The raspberry is a small delicate berry. Raspberries have a similar structure to blackberries, but they are hollow. Red raspberries are the most common type but there are also golden, amber, and purple berries all similar in taste and texture. In the USA raspberries are often imported from Chile, while most of the fruit comes from California. Raspberry season begins in June and lasts through October in the northern hemisphere. In Europe raspberries are grown in most places and imported in large quantities from south eastern Europe, particularly Serbia and Bulgaria.
Selection[edit | edit source]
In general, berries should be dry, firm, well shaped, and eaten within a week after purchase. If you can’t eat them that soon, remember that berries freeze well! It’s best to buy berries that are ‘in-season’ as they’ll cost less and are more ripe and flavorful than ‘out-of-season’ berries.
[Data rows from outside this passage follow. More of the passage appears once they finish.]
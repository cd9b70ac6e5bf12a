//! # 세션 저장소 (Session Store)
//!
//! 로그인 세션과 "이번 프로세스 동안 가입한 선생님" 자격 증명을 메모리에 보관합니다.
//! 프로세스가 재시작되면 모두 사라집니다.
//!
//! ## 구조
//! - `sessions`: 액세스 토큰의 SHA-256 해시 → 로그인한 사용자
//! - `teacher_credentials`: 정규화된 이메일 → 선생님 자격 증명
//!
//! 로그아웃은 세션만 지우고 선생님 자격 증명은 남겨 둡니다.
//! 그래서 같은 프로세스 안에서는 가입한 선생님이 다시 로그인할 수 있습니다.
//!
//! `SessionStore`는 내부적으로 `Arc`를 쓰므로 clone해도 같은 저장소를 가리킵니다.

use std::collections::HashMap;
use std::sync::Arc;

use chrono::{DateTime, Utc};
use tokio::sync::RwLock;

use crate::models::{normalize_email, SessionUser, TeacherCredentials};

/// 데모 선생님 계정
pub const DEMO_TEACHER_EMAIL: &str = "teacher@example.com";
pub const DEMO_TEACHER_PASSWORD: &str = "teacherpass";
pub const DEMO_TEACHER_UID: &str = "default-teacher-uid";
pub const DEMO_TEACHER_NAME: &str = "Demo Teacher";

#[derive(Debug, Clone)]
struct ActiveSession {
    user: SessionUser,
    expires_at: DateTime<Utc>,
}

#[derive(Debug, Default)]
struct SessionState {
    sessions: HashMap<String, ActiveSession>,
    teacher_credentials: HashMap<String, TeacherCredentials>,
}

#[derive(Debug, Clone, Default)]
pub struct SessionStore {
    inner: Arc<RwLock<SessionState>>,
}

/// 데모 선생님 자격 증명
pub fn demo_teacher() -> TeacherCredentials {
    TeacherCredentials {
        uid: DEMO_TEACHER_UID.to_string(),
        email: DEMO_TEACHER_EMAIL.to_string(),
        password: DEMO_TEACHER_PASSWORD.to_string(),
        display_name: DEMO_TEACHER_NAME.to_string(),
    }
}

impl SessionStore {
    pub fn new() -> Self {
        Self::default()
    }

    /// 새 세션을 엽니다. 그 김에 만료된 세션을 모두 정리합니다.
    pub async fn open(&self, token_hash: String, user: SessionUser, expires_at: DateTime<Utc>) {
        let mut state = self.inner.write().await;

        let now = Utc::now();
        let before = state.sessions.len();
        state.sessions.retain(|_, s| s.expires_at > now);
        let pruned = before - state.sessions.len();
        if pruned > 0 {
            tracing::debug!(pruned, "Pruned expired sessions");
        }

        tracing::debug!(uid = %user.uid, role = ?user.role, "Session opened");
        state.sessions.insert(token_hash, ActiveSession { user, expires_at });
    }

    /// 토큰 해시로 세션 사용자를 찾습니다. 만료된 세션은 지우고 None.
    pub async fn get(&self, token_hash: &str) -> Option<SessionUser> {
        {
            let state = self.inner.read().await;
            match state.sessions.get(token_hash) {
                Some(session) if session.expires_at > Utc::now() => {
                    return Some(session.user.clone());
                }
                Some(_) => {}
                None => return None,
            }
        }

        // 만료된 세션 정리
        let mut state = self.inner.write().await;
        state.sessions.remove(token_hash);
        None
    }

    /// 세션을 닫습니다. 선생님 자격 증명은 그대로 둡니다.
    pub async fn close(&self, token_hash: &str) -> bool {
        let mut state = self.inner.write().await;
        state.sessions.remove(token_hash).is_some()
    }

    /// 같은 uid로 열린 모든 세션의 표시 이름을 바꿉니다.
    pub async fn rename_user(&self, uid: &str, display_name: &str) {
        let mut state = self.inner.write().await;
        for session in state.sessions.values_mut() {
            if session.user.uid == uid {
                session.user.display_name = display_name.to_string();
            }
        }
    }

    /// 선생님 자격 증명을 등록합니다 (같은 이메일이면 덮어쓰기).
    pub async fn register_teacher(&self, credentials: TeacherCredentials) {
        let mut state = self.inner.write().await;
        let key = normalize_email(&credentials.email);
        tracing::debug!(uid = %credentials.uid, "Registered teacher credentials");
        state.teacher_credentials.insert(key, credentials);
    }

    /// 가입한 선생님을 새 uid(`teacher-<밀리초>`)로 등록합니다.
    ///
    /// 이메일이 데모 선생님이거나 이미 등록되어 있으면 None.
    /// 같은 밀리초에 가입이 겹치면 숫자를 하나씩 올려 uid가 겹치지 않게 합니다.
    pub async fn register_new_teacher(
        &self,
        email: &str,
        password: String,
        display_name: String,
    ) -> Option<TeacherCredentials> {
        let mut state = self.inner.write().await;
        let key = normalize_email(email);
        if key == DEMO_TEACHER_EMAIL || state.teacher_credentials.contains_key(&key) {
            return None;
        }

        let mut millis = Utc::now().timestamp_millis();
        let uid = loop {
            let candidate = format!("teacher-{millis}");
            if !state.teacher_credentials.values().any(|c| c.uid == candidate) {
                break candidate;
            }
            millis += 1;
        };

        let credentials = TeacherCredentials {
            uid,
            email: key.clone(),
            password,
            display_name,
        };
        tracing::debug!(uid = %credentials.uid, "Registered teacher credentials");
        state.teacher_credentials.insert(key, credentials.clone());
        Some(credentials)
    }

    pub async fn teacher_by_email(&self, email: &str) -> Option<TeacherCredentials> {
        let state = self.inner.read().await;
        state.teacher_credentials.get(&normalize_email(email)).cloned()
    }

    pub async fn teacher_by_uid(&self, uid: &str) -> Option<TeacherCredentials> {
        let state = self.inner.read().await;
        state
            .teacher_credentials
            .values()
            .find(|c| c.uid == uid)
            .cloned()
    }

    /// 선생님 로그인을 확인합니다.
    ///
    /// 1. 이번 프로세스에 등록된 자격 증명
    /// 2. 데모 선생님 (성공하면 자격 증명을 등록)
    pub async fn authenticate_teacher(&self, email: &str, password: &str) -> Option<SessionUser> {
        let email = normalize_email(email);

        if let Some(credentials) = self.teacher_by_email(&email).await {
            return (credentials.password == password).then(|| credentials.session_user());
        }

        let demo = demo_teacher();
        if email == demo.email && password == demo.password {
            let user = demo.session_user();
            self.register_teacher(demo).await;
            return Some(user);
        }

        None
    }

    /// 선생님 자격 증명을 수정합니다. 등록된 자격 증명이 없으면 false.
    pub async fn update_teacher<F>(&self, uid: &str, apply: F) -> bool
    where
        F: FnOnce(&mut TeacherCredentials),
    {
        let mut state = self.inner.write().await;
        match state.teacher_credentials.values_mut().find(|c| c.uid == uid) {
            Some(credentials) => {
                apply(credentials);
                true
            }
            None => false,
        }
    }
}

#[cfg(test)]
mod tests {
    use super::*;
    use crate::models::Role;
    use chrono::Duration;

    fn student_user() -> SessionUser {
        SessionUser {
            uid: "stu-1".to_string(),
            email: "alice@example.com".to_string(),
            display_name: "Alice".to_string(),
            role: Role::Student,
        }
    }

    #[tokio::test]
    async fn test_open_get_close() {
        let store = SessionStore::new();
        store
            .open("hash".to_string(), student_user(), Utc::now() + Duration::hours(1))
            .await;

        assert_eq!(store.get("hash").await, Some(student_user()));
        assert!(store.close("hash").await);
        assert_eq!(store.get("hash").await, None);
        assert!(!store.close("hash").await);
    }

    #[tokio::test]
    async fn test_expired_session_is_dropped() {
        let store = SessionStore::new();
        store
            .open("hash".to_string(), student_user(), Utc::now() - Duration::seconds(1))
            .await;
        assert_eq!(store.get("hash").await, None);
    }

    #[tokio::test]
    async fn test_open_prunes_expired_sessions() {
        let store = SessionStore::new();
        for i in 0..3 {
            store
                .open(format!("old-{i}"), student_user(), Utc::now() - Duration::seconds(1))
                .await;
        }
        store
            .open("fresh".to_string(), student_user(), Utc::now() + Duration::hours(1))
            .await;

        let state = store.inner.read().await;
        assert_eq!(state.sessions.len(), 1);
        assert!(state.sessions.contains_key("fresh"));
    }

    #[tokio::test]
    async fn test_new_teachers_get_distinct_uids() {
        let store = SessionStore::new();
        let mut uids = Vec::new();
        for i in 0..5 {
            let credentials = store
                .register_new_teacher(
                    &format!("t{i}@example.com"),
                    "secret1".to_string(),
                    format!("Teacher {i}"),
                )
                .await
                .unwrap();
            assert!(credentials.uid.starts_with("teacher-"));
            uids.push(credentials.uid);
        }
        uids.sort();
        uids.dedup();
        assert_eq!(uids.len(), 5);

        for uid in &uids {
            assert!(store.teacher_by_uid(uid).await.is_some());
        }
    }

    #[tokio::test]
    async fn test_new_teacher_rejects_taken_email() {
        let store = SessionStore::new();
        assert!(store
            .register_new_teacher(" T0@Example.com ", "secret1".to_string(), "T".to_string())
            .await
            .is_some());
        assert!(store
            .register_new_teacher("t0@example.com", "secret2".to_string(), "T".to_string())
            .await
            .is_none());
        assert!(store
            .register_new_teacher(DEMO_TEACHER_EMAIL, "secret2".to_string(), "T".to_string())
            .await
            .is_none());
    }

    #[tokio::test]
    async fn test_demo_teacher_login_registers_credentials() {
        let store = SessionStore::new();
        assert!(store.teacher_by_email(DEMO_TEACHER_EMAIL).await.is_none());

        let user = store
            .authenticate_teacher(" Teacher@Example.com ", DEMO_TEACHER_PASSWORD)
            .await
            .unwrap();
        assert_eq!(user.uid, DEMO_TEACHER_UID);
        assert_eq!(user.role, Role::Teacher);
        assert!(store.teacher_by_email(DEMO_TEACHER_EMAIL).await.is_some());

        assert!(store
            .authenticate_teacher(DEMO_TEACHER_EMAIL, "wrong-pass")
            .await
            .is_none());
    }

    #[tokio::test]
    async fn test_registered_teacher_survives_logout() {
        let store = SessionStore::new();
        store
            .register_teacher(TeacherCredentials {
                uid: "teacher-1".to_string(),
                email: "new@example.com".to_string(),
                password: "secret1".to_string(),
                display_name: "New Teacher".to_string(),
            })
            .await;

        let user = store.authenticate_teacher("new@example.com", "secret1").await.unwrap();
        store
            .open("hash".to_string(), user.clone(), Utc::now() + Duration::hours(1))
            .await;
        store.close("hash").await;

        assert_eq!(
            store.authenticate_teacher("NEW@example.com", "secret1").await,
            Some(user)
        );
    }

    #[tokio::test]
    async fn test_update_teacher_and_rename_sessions() {
        let store = SessionStore::new();
        store.register_teacher(demo_teacher()).await;
        store
            .open("hash".to_string(), demo_teacher().session_user(), Utc::now() + Duration::hours(1))
            .await;

        assert!(store.update_teacher(DEMO_TEACHER_UID, |c| c.display_name = "Maestro".to_string()).await);
        store.rename_user(DEMO_TEACHER_UID, "Maestro").await;

        assert_eq!(store.get("hash").await.unwrap().display_name, "Maestro");
        assert_eq!(
            store.teacher_by_uid(DEMO_TEACHER_UID).await.unwrap().display_name,
            "Maestro"
        );
        assert!(!store.update_teacher("nobody", |_| {}).await);
    }
}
Stay away from containers of berries with juice stains which may be a sign that the berries are crushed and possibly moldy; soft, watery fruit that means the berries are overripe; dehydrated, wrinkled fruit that means the berries have been stored too long.
Select raspberries that are unblemished and dry, in an unstained container. Raspberries should be medium to bright red, depending on the variety. Moisture will increase spoilage, so the berries themselves should be relatively dry. Shelf life for raspberries is short, and they should be consumed within 2–3 days of purchase. Eat at room temperature for fullest flavor.
Frozen[edit | edit source]
It is always best to buy fresh fruit but frozen produce is available and especially popular in the USA.
A 350 gram bag of whole frozen raspberries is equal to about 3 cups frozen berries.
Store whole frozen berries in their unopened or tightly resealed packages in your freezer. If berries are to be served alone, thaw until they are pliable and serve partially frozen. Add sugar to taste — it brings out both the flavor and the luscious juices.